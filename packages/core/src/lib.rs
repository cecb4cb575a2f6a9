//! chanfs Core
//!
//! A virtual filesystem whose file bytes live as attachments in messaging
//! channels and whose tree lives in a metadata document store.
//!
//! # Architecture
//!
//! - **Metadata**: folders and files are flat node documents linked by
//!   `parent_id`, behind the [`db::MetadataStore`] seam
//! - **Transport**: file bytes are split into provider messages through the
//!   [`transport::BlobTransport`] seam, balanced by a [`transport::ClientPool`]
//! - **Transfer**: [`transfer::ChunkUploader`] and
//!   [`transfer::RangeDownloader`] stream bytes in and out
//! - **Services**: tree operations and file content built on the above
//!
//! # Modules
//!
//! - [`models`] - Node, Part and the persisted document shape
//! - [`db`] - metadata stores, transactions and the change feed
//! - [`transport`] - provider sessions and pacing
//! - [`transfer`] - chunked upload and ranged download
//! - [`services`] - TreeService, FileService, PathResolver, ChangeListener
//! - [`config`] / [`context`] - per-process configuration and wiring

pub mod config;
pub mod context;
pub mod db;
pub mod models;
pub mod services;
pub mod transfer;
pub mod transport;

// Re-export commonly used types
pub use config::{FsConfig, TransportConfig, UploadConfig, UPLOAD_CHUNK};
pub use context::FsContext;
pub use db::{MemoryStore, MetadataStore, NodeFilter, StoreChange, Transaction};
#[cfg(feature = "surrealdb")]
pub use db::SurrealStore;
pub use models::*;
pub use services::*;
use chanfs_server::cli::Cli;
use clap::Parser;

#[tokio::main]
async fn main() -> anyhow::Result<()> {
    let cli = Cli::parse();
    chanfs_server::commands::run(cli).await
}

# # # # # # #

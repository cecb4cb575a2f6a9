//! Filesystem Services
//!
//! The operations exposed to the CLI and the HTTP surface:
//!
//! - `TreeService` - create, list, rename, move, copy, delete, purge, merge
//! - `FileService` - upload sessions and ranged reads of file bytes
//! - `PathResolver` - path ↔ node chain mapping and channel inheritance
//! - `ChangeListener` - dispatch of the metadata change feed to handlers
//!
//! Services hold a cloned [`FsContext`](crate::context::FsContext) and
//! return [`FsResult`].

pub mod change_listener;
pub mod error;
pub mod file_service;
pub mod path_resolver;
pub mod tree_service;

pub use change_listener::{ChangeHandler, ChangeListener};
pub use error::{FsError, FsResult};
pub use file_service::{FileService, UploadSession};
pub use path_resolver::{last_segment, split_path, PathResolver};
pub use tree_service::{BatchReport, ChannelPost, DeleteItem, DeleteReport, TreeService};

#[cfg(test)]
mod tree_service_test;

# # # # # # #

EXERCISE — Please give back exactly the lines of this listing beginning at the line with "metadata document store." and ending with the line with "pub mod transport;", both included, and nothing else.

RESPONSE TO THIS TASK —
//! channels and whose tree lives in a metadata document store.
//!
//! # Architecture
//!
//! - **Metadata**: folders and files are flat node documents linked by
//!   `parent_id`, behind the [`db::MetadataStore`] seam
//! - **Transport**: file bytes are split into provider messages through the
//!   [`transport::BlobTransport`] seam, balanced by a [`transport::ClientPool`]
//! - **Transfer**: [`transfer::ChunkUploader`] and
//!   [`transfer::RangeDownloader`] stream bytes in and out
//! - **Services**: tree operations and file content built on the above
//!
//! # Modules
//!
//! - [`models`] - Node, Part and the persisted document shape
//! - [`db`] - metadata stores, transactions and the change feed
//! - [`transport`] - provider sessions and pacing
//! - [`transfer`] - chunked upload and ranged download
//! - [`services`] - TreeService, FileService, PathResolver, ChangeListener
//! - [`config`] / [`context`] - per-process configuration and wiring

pub mod config;
pub mod context;
pub mod db;
pub mod models;
pub mod services;
pub mod transfer;
pub mod transport;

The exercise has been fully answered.